4. Lower Prices & Consumer Benefit
With local supply easing pressure on demand, retail petrol prices have the potential to stabilise or even decline. Reduced import costs and supply bottlenecks could translate to more affordable fuel for consumers nationwide.
Risks & What to Watch
Despite the positive shift, some concerns remain:
The smooth functioning of the refinery is critical. Any maintenance downtime, crude-supply disruption, or capacity loss could quickly force Nigeria back to heavy import reliance. As noted by local analysts, when certain refinery units are offline (e.g. RFCC), petrol production can drop sharply, exposing the country to risks if no alternative sources are secured.
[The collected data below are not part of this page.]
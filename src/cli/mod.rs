//! Command line interface
//!
//! - `serve`: run the HTTP API
//! - `migrate`: apply pending database migrations and exit

pub mod migrate;
pub mod serve;

use clap::{Parser, Subcommand};

/// Todo service - CRUD, paging, filtering and search over todo items
#[derive(Parser)]
#[command(name = "todo-service")]
#[command(version, about, long_about = None)]
pub struct Cli {
    #[command(subcommand)]
    pub command: Command,
}

#[derive(Subcommand)]
pub enum Command {
    /// Run the HTTP API server
    Serve(serve::ServeArgs),

    /// Apply pending database migrations, then exit
    Migrate,
}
The transition may be uneven — until local production stabilises, certain regions may still rely on imports or face supply gaps, meaning imports may not disappear completely for now.
As global demand and supply cycles shift, maintaining competitive quality and pricing will be vital for the refinery to sustain local dominance.
What’s Next
Continued monitoring of import data to see if the downward trend from Malta and other foreign sources holds.
Observing retail petrol prices across Nigeria to gauge if savings from reduced imports are passed on to consumers.
Tracking refinery uptime, maintenance cycles, and output stability — given that consistent production is the backbone of the shift away from imports.
Potential emergence of Nigeria as a fuel exporter if refining output remains strong and surplus supply grows.
Conclusion
The 60% slump in petrol imports from Malta marks a turning point in Nigeria’s fuel economy — one driven by domestic capability rather than foreign dependence. As the Dangote Refinery scales up, Nigeria’s petrol supply is becoming more self-reliant, less exposed to global supply chain vulnerabilities, and better positioned for price stability.
If this trend continues, the era of heavy fuel importation may be ending — giving way to a structurally transformed downstream sector rooted in homegrown refining, economic resilience, and potential export opportunity.